The execution of Veloso, who is from the Philippines and has two young sons, was postponed at the last minute, after the alleged recruiter surrendered to police. Philippine President Benigno Aquino called his Indonesian counterpart asking him to spare Veloso, saying she could testify in the accused's trial.
Veloso's family and friends have said it is a miracle.
"We thought we've lost my daughter. I really thank God. What my daughter Mary Jane said earlier was true; 'If God wants me to live, even if just by a thread or just in the final minute, I will live'," her mother, Celia Veloso, told local media.
Atlaoui was not executed with the eight others because he still has an outstanding legal complaint over the procedure followed his request for clemency.

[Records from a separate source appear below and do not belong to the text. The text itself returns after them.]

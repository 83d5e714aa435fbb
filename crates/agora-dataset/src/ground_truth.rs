use crate::error::{DatasetError, Result};
use serde::Deserialize;
use std::collections::HashSet;
use std::path::Path;
use tracing::info;

/// One row of `ground_truth.csv`: a member address of one injected pattern
/// instance. Pattern instances span multiple rows.
#[derive(Debug, Clone, Deserialize)]
pub struct GroundTruthRow {
    pub pattern_id: String,
    pub pattern_type: String,
    pub address: String,
}

/// The validator-only known-answer key for one dataset. Identity of a
/// reported pattern is literal `pattern_id` match against `ids`.
#[derive(Debug, Clone, Default)]
pub struct GroundTruth {
    ids: HashSet<String>,
}

impl GroundTruth {
    pub fn from_rows(rows: impl IntoIterator<Item = GroundTruthRow>) -> Self {
        let mut ids = HashSet::new();
        for row in rows {
            ids.insert(row.pattern_id);
        }
        Self { ids }
    }

    pub fn load(path: &Path) -> Result<Self> {
        if !path.is_file() {
            return Err(DatasetError::ArtifactMissing(path.to_path_buf()));
        }
        let mut reader = csv::Reader::from_path(path).map_err(|source| DatasetError::Csv {
            path: path.to_path_buf(),
            source,
        })?;

        let mut rows = Vec::new();
        for record in reader.deserialize::<GroundTruthRow>() {
            rows.push(record.map_err(|source| DatasetError::Csv {
                path: path.to_path_buf(),
                source,
            })?);
        }

        let gt = Self::from_rows(rows);
        info!(
            path = %path.display(),
            pattern_instances = gt.ids.len(),
            "ground truth loaded"
        );
        Ok(gt)
    }

    /// |ground_truth_ids|, the `E` of the scoring formulas.
    pub fn expected_count(&self) -> u32 {
        self.ids.len() as u32
    }

    pub fn contains(&self, pattern_id: &str) -> bool {
        self.ids.contains(pattern_id)
    }
}

#[cfg(test)]
mod tests {
    use super::*;
    use std::io::Write;

    #[test]
    fn test_distinct_ids_counted_once() {
        let rows = vec![
            GroundTruthRow {
                pattern_id: "gt-1".into(),
                pattern_type: "cycle".into(),
                address: "a".into(),
            },
            GroundTruthRow {
                pattern_id: "gt-1".into(),
                pattern_type: "cycle".into(),
                address: "b".into(),
            },
            GroundTruthRow {
                pattern_id: "gt-2".into(),
                pattern_type: "layering_path".into(),
                address: "c".into(),
            },
        ];
        let gt = GroundTruth::from_rows(rows);
        assert_eq!(gt.expected_count(), 2);
        assert!(gt.contains("gt-1"));
        assert!(!gt.contains("gt-3"));
    }

    #[test]
    fn test_load_from_csv() {
        let tmp = tempfile::tempdir().unwrap();
        let path = tmp.path().join("ground_truth.csv");
        let mut f = std::fs::File::create(&path).unwrap();
        writeln!(f, "pattern_id,pattern_type,address").unwrap();
        writeln!(f, "gt-1,cycle,a").unwrap();
        writeln!(f, "gt-1,cycle,b").unwrap();

        let gt = GroundTruth::load(&path).unwrap();
        assert_eq!(gt.expected_count(), 1);
    }
}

Atlaoui is a French citizen, born in December 1963. The married father-of-four was arrested by Jakarta police at a house in Banten province dubbed the "ecstasy pills factory" by local media.
A court found him guilty in 2007 of trafficking 551lb of hallucinogens and 306lb of methamphetamines.
He was initially sentenced to life imprisonment. Then, upon appeal, the Supreme Court sentenced him to death by firing squad. His clemency appeal was rejected in December 2014.
Atlaoui filed a judicial review against his death sentence and said he had new evidence to show that he was innocent. He claimed he travelled to Indonesia to work as a technician in a factory installing some equipment.
Indonesian Attorney General Muhammad Prasetyo said Atlaoui would face a firing squad alone if his complaint was turned down by the Administrative Court.
France's Foreign Minister Laurent Fabius repeated calls for clemency in a tweet (in French) in April.